(Instructions to follow): Make your reply a word-for-word repeat of the records.

■ ■ ■ ■ ■ ■ ■

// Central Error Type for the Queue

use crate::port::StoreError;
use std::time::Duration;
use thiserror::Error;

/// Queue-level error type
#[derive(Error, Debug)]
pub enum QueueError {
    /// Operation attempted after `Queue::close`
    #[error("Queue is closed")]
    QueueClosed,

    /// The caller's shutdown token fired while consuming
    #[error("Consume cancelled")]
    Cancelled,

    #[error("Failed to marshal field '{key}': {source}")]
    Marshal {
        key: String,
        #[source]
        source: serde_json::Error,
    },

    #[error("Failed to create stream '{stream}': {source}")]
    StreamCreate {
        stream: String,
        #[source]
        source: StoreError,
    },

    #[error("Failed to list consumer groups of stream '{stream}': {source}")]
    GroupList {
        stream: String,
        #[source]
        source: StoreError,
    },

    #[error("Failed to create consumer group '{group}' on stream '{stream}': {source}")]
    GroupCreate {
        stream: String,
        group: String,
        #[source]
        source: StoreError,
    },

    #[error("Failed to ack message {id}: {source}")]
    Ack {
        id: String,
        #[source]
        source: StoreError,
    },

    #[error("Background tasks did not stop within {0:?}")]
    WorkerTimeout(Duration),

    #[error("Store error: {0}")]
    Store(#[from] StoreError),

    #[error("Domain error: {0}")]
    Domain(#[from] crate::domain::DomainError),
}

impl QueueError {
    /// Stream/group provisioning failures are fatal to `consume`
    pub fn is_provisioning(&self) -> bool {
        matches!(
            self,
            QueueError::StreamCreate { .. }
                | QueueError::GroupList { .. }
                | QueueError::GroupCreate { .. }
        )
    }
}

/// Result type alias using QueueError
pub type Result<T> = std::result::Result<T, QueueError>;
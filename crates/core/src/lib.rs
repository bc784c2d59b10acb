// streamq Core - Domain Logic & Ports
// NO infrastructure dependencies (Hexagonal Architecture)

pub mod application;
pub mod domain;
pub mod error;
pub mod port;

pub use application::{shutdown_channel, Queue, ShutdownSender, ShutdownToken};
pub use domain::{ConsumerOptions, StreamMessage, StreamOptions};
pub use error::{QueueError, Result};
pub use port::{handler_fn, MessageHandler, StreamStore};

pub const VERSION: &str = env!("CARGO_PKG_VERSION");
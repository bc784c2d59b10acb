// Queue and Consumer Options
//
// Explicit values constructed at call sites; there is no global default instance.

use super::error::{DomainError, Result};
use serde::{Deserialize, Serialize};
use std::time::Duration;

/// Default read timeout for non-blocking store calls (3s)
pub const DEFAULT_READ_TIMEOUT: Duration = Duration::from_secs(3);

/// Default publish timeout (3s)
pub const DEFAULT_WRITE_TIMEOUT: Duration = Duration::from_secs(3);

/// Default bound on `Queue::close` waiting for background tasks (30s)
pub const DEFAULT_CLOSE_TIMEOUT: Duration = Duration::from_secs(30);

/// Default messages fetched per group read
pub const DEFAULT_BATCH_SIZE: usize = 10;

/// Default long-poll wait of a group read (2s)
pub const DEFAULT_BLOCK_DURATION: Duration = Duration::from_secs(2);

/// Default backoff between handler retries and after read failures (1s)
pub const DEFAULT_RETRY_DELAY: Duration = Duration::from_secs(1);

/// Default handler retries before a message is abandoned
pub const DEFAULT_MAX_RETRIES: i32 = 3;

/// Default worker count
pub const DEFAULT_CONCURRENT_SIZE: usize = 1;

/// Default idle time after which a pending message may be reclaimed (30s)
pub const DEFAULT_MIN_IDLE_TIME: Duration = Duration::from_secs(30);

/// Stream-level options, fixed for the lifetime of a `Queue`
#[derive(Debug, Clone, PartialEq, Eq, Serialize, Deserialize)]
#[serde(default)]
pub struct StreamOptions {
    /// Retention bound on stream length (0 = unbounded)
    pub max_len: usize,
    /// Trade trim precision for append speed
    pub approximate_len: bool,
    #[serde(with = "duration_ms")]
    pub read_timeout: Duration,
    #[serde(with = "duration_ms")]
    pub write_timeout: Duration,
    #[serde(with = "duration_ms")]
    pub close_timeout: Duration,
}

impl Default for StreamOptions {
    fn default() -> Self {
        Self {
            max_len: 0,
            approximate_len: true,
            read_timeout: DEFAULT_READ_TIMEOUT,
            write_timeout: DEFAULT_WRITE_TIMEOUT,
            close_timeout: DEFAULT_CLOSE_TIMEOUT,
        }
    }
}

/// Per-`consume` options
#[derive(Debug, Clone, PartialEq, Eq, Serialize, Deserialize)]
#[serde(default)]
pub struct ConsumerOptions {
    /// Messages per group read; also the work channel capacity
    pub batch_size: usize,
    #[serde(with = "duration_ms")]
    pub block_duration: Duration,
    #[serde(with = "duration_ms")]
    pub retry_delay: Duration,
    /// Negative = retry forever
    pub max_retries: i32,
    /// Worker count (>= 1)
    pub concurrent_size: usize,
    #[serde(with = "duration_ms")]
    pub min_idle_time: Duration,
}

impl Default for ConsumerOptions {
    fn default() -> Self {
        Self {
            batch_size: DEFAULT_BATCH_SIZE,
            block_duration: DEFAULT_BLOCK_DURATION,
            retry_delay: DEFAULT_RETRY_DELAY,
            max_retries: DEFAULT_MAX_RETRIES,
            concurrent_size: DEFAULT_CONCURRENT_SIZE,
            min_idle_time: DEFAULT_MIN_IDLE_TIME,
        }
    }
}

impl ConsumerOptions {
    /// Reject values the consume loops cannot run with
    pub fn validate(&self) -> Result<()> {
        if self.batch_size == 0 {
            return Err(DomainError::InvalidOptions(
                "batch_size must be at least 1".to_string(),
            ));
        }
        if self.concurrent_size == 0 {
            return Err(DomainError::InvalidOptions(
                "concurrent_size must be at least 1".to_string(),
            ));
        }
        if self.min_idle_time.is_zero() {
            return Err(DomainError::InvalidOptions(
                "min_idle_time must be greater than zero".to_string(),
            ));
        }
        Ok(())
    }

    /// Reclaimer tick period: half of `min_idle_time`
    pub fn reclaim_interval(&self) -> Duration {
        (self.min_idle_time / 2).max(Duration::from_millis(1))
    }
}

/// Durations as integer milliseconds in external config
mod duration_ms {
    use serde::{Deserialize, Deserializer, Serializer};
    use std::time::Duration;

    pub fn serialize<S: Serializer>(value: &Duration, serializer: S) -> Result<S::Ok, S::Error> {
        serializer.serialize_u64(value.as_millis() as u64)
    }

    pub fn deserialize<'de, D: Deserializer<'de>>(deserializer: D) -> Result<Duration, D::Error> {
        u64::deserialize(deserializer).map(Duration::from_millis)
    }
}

■ ■ ■ ■ ■ ■ ■

(Exercise result):
// Central Error Type for the Queue

use crate::port::StoreError;
use std::time::Duration;
use thiserror::Error;

/// Queue-level error type
#[derive(Error, Debug)]
pub enum QueueError {
    /// Operation attempted after `Queue::close`
    #[error("Queue is closed")]
    QueueClosed,

    /// The caller's shutdown token fired while consuming
    #[error("Consume cancelled")]
    Cancelled,

    #[error("Failed to marshal field '{key}': {source}")]
    Marshal {
        key: String,
        #[source]
        source: serde_json::Error,
    },

    #[error("Failed to create stream '{stream}': {source}")]
    StreamCreate {
        stream: String,
        #[source]
        source: StoreError,
    },

    #[error("Failed to list consumer groups of stream '{stream}': {source}")]
    GroupList {
        stream: String,
        #[source]
        source: StoreError,
    },

    #[error("Failed to create consumer group '{group}' on stream '{stream}': {source}")]
    GroupCreate {
        stream: String,
        group: String,
        #[source]
        source: StoreError,
    },

    #[error("Failed to ack message {id}: {source}")]
    Ack {
        id: String,
        #[source]
        source: StoreError,
    },

    #[error("Background tasks did not stop within {0:?}")]
    WorkerTimeout(Duration),

    #[error("Store error: {0}")]
    Store(#[from] StoreError),

    #[error("Domain error: {0}")]
    Domain(#[from] crate::domain::DomainError),
}

impl QueueError {
    /// Stream/group provisioning failures are fatal to `consume`
    pub fn is_provisioning(&self) -> bool {
        matches!(
            self,
            QueueError::StreamCreate { .. }
                | QueueError::GroupList { .. }
                | QueueError::GroupCreate { .. }
        )
    }
}

/// Result type alias using QueueError
pub type Result<T> = std::result::Result<T, QueueError>;
filename crates/core/src/lib.rs
repository bc784c2d59b10acb
// streamq Core - Domain Logic & Ports
// NO infrastructure dependencies (Hexagonal Architecture)

pub mod application;
pub mod domain;
pub mod error;
pub mod port;

pub use application::{shutdown_channel, Queue, ShutdownSender, ShutdownToken};
pub use domain::{ConsumerOptions, StreamMessage, StreamOptions};
pub use error::{QueueError, Result};
pub use port::{handler_fn, MessageHandler, StreamStore};

pub const VERSION: &str = env!("CARGO_PKG_VERSION");
repository bc784c2d59b10acb
// Queue and Consumer Options
//
// Explicit values constructed at call sites; there is no global default instance.

use super::error::{DomainError, Result};
use serde::{Deserialize, Serialize};
use std::time::Duration;

/// Default read timeout for non-blocking store calls (3s)
pub const DEFAULT_READ_TIMEOUT: Duration = Duration::from_secs(3);

/// Default publish timeout (3s)
pub const DEFAULT_WRITE_TIMEOUT: Duration = Duration::from_secs(3);

/// Default bound on `Queue::close` waiting for background tasks (30s)
pub const DEFAULT_CLOSE_TIMEOUT: Duration = Duration::from_secs(30);

/// Default messages fetched per group read
pub const DEFAULT_BATCH_SIZE: usize = 10;

/// Default long-poll wait of a group read (2s)
pub const DEFAULT_BLOCK_DURATION: Duration = Duration::from_secs(2);

/// Default backoff between handler retries and after read failures (1s)
pub const DEFAULT_RETRY_DELAY: Duration = Duration::from_secs(1);

/// Default handler retries before a message is abandoned
pub const DEFAULT_MAX_RETRIES: i32 = 3;

/// Default worker count
pub const DEFAULT_CONCURRENT_SIZE: usize = 1;

/// Default idle time after which a pending message may be reclaimed (30s)
pub const DEFAULT_MIN_IDLE_TIME: Duration = Duration::from_secs(30);

/// Stream-level options, fixed for the lifetime of a `Queue`
#[derive(Debug, Clone, PartialEq, Eq, Serialize, Deserialize)]
#[serde(default)]
pub struct StreamOptions {
    /// Retention bound on stream length (0 = unbounded)
    pub max_len: usize,
    /// Trade trim precision for append speed
    pub approximate_len: bool,
    #[serde(with = "duration_ms")]
    pub read_timeout: Duration,
    #[serde(with = "duration_ms")]
    pub write_timeout: Duration,
    #[serde(with = "duration_ms")]
    pub close_timeout: Duration,
}

impl Default for StreamOptions {
    fn default() -> Self {
        Self {
            max_len: 0,
            approximate_len: true,
            read_timeout: DEFAULT_READ_TIMEOUT,
            write_timeout: DEFAULT_WRITE_TIMEOUT,
            close_timeout: DEFAULT_CLOSE_TIMEOUT,
        }
    }
}

/// Per-`consume` options
#[derive(Debug, Clone, PartialEq, Eq, Serialize, Deserialize)]
#[serde(default)]
pub struct ConsumerOptions {
    /// Messages per group read; also the work channel capacity
    pub batch_size: usize,
    #[serde(with = "duration_ms")]
    pub block_duration: Duration,
    #[serde(with = "duration_ms")]
    pub retry_delay: Duration,
    /// Negative = retry forever
    pub max_retries: i32,
    /// Worker count (>= 1)
    pub concurrent_size: usize,
    #[serde(with = "duration_ms")]
    pub min_idle_time: Duration,
}

impl Default for ConsumerOptions {
    fn default() -> Self {
        Self {
            batch_size: DEFAULT_BATCH_SIZE,
            block_duration: DEFAULT_BLOCK_DURATION,
            retry_delay: DEFAULT_RETRY_DELAY,
            max_retries: DEFAULT_MAX_RETRIES,
            concurrent_size: DEFAULT_CONCURRENT_SIZE,
            min_idle_time: DEFAULT_MIN_IDLE_TIME,
        }
    }
}

impl ConsumerOptions {
    /// Reject values the consume loops cannot run with
    pub fn validate(&self) -> Result<()> {
        if self.batch_size == 0 {
            return Err(DomainError::InvalidOptions(
                "batch_size must be at least 1".to_string(),
            ));
        }
        if self.concurrent_size == 0 {
            return Err(DomainError::InvalidOptions(
                "concurrent_size must be at least 1".to_string(),
            ));
        }
        if self.min_idle_time.is_zero() {
            return Err(DomainError::InvalidOptions(
                "min_idle_time must be greater than zero".to_string(),
            ));
        }
        Ok(())
    }

    /// Reclaimer tick period: half of `min_idle_time`
    pub fn reclaim_interval(&self) -> Duration {
        (self.min_idle_time / 2).max(Duration::from_millis(1))
    }
}

/// Durations as integer milliseconds in external config
mod duration_ms {
    use serde::{Deserialize, Deserializer, Serializer};
    use std::time::Duration;

    pub fn serialize<S: Serializer>(value: &Duration, serializer: S) -> Result<S::Ok, S::Error> {
        serializer.serialize_u64(value.as_millis() as u64)
    }

    pub fn deserialize<'de, D: Deserializer<'de>>(deserializer: D) -> Result<Duration, D::Error> {
        u64::deserialize(deserializer).map(Duration::from_millis)
    }
}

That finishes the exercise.